Any highly valued weather, water, or climate product or service is marked by two characteristics: 1) it has been produced via a production process that is rigorous and as scientifically advanced as is reasonable, and 2) it has been produced with an understanding of the targeted user's requirements and environmental sensitivities, and therefore adds value by having a marked impact on the user's decisions and operations.
The merits of such an approach are reflected in the recent Impact-Based Decision Support Services (IDSS) initiative by the National Weather Service (NWS). The NWS' initial focus has been on supporting Emergency Management agencies, an area of activity that is widely accepted to be an inherently governmental function, and one which can reasonably be expected to be a perpetual requirement.
However, there are literally thousands of other applications of weather, water, and climate information to activities in the public and private sector, and it is extremely unlikely that the NWS or any other government agency will ever expect or desire to support all of them. In addition, these other requirements are more likely to evolve and change over time than are Emergency Management requirements, as customer needs and technological solutions evolve.
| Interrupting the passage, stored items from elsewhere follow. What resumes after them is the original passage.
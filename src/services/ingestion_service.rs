// src/services/ingestion_service.rs
use std::sync::Arc;

use log::{debug, info};

use crate::domain::{validate_search_query, SearchQuery};
use crate::error::AppResult;
use crate::integrations::MovieSearchApi;
use crate::repositories::{DocumentStore, RecordKeys};

/// Replaces the cached generation of movie records with a fresh search result.
///
/// Delete and rewrite are two separate phases with no atomicity: a reader
/// scanning meanwhile may see an empty or partial set, and a failed write
/// leaves the records written before it in place.
pub struct IngestionService {
    search_api: Arc<dyn MovieSearchApi>,
    store: Arc<dyn DocumentStore>,
    keys: RecordKeys,
}

impl IngestionService {
    pub fn new(
        search_api: Arc<dyn MovieSearchApi>,
        store: Arc<dyn DocumentStore>,
        keys: RecordKeys,
    ) -> Self {
        Self {
            search_api,
            store,
            keys,
        }
    }

    /// Fetch, clear, write. Returns the number of records written.
    pub fn ingest(&self, query: &SearchQuery) -> AppResult<usize> {
        validate_search_query(query)?;

        let results = self.search_api.advanced_search(query)?;
        info!("Number of search results: {}", results.len());

        let removed = self.store.delete_by_prefix(&self.keys.member_prefix())?;
        debug!(
            "Removed {} cached records under '{}'",
            removed,
            self.keys.member_prefix()
        );

        for (index, movie) in results.iter().enumerate() {
            let key = self.keys.record_key(index);
            self.store.set_document(&key, movie)?;
            debug!("Stored {}", key);
        }

        info!(
            "Stored {} records under '{}'",
            results.len(),
            self.keys.member_prefix()
        );
        Ok(results.len())
    }
}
For maximum enterprise-wide efficiency and effectiveness, there needs to be a robust mechanism to use ever-changing user needs to continually "tune" the products and services that are generated by public and private sector producers. The lack of such a mechanism results in "ghost" products and services that stay active long beyond their useful life, wasting precious resources. Public sector organizations can provide many examples of products or services that (perhaps unknowingly) have few or even zero users, often continuing until some extraordinary event (often negative) calls attention to it, at which point the product is modified or canceled.
Waiting for an extraordinary (and often embarrassing) event is an unacceptably dull instrument for use in the ongoing evaluation of products and services. Quite simply, in the current and future funding environment, the enterprise cannot continue to waste resources on unneeded or even inefficient efforts.
Thankfully, a mechanism to continually evaluate products and services already exists, with thousands of years of proven performance - the fee-based, free enterprise marketplace. While not the norm for much of the history of the U.S. weather, water, and climate enterprise, the practice of charging end-user fees creates a highly accurate feedback loop and provides an immediate and unambiguous signal about how much value customers place on a particular product or service. In the aggregate, if the fees collected are less than the cost of generation, then the overall value to the enterprise (including users) is a net negative, and the product or service should be discontinued or modified so that it provides increased value and/or can be produced more inexpensively.
When end-user fees are employed, the market feedback mechanism is instantly in place and requires no extra effort or exotic processes - it uses the same "invisible hand" by which millions of businesses operate, live, and die every year. Rather than begrudge this, enterprise should embrace this "Last Mile" commercial transaction (i.e. end user fees between a commercial provider and the end user) as the most effective way to provide accurate, unbiased, instantaneous, and ongoing feedback about what products and services are valued by the customer base.
Rather than being viewed as a threat to the enterprise, this highly effective feedback mechanism will help impose a new and much-needed discipline to the enterprise's generation of products and services. Those products and services that add value will be instantly recognizable, whereas those that cost more to produce than they provide in benefit can be culled or modified rapidly, without need of extraordinary events or extensive study. By embracing what the marketplace has to offer, the current era of shrinking government budgets need not mark the beginning of the decline of the weather, water, and climate enterprise, but instead can trigger a renaissance that will produce an overall level of service that produces higher quality products and services, meets the needs of the users more effectively, and does so at an overall lower cost to the taxpayer and user.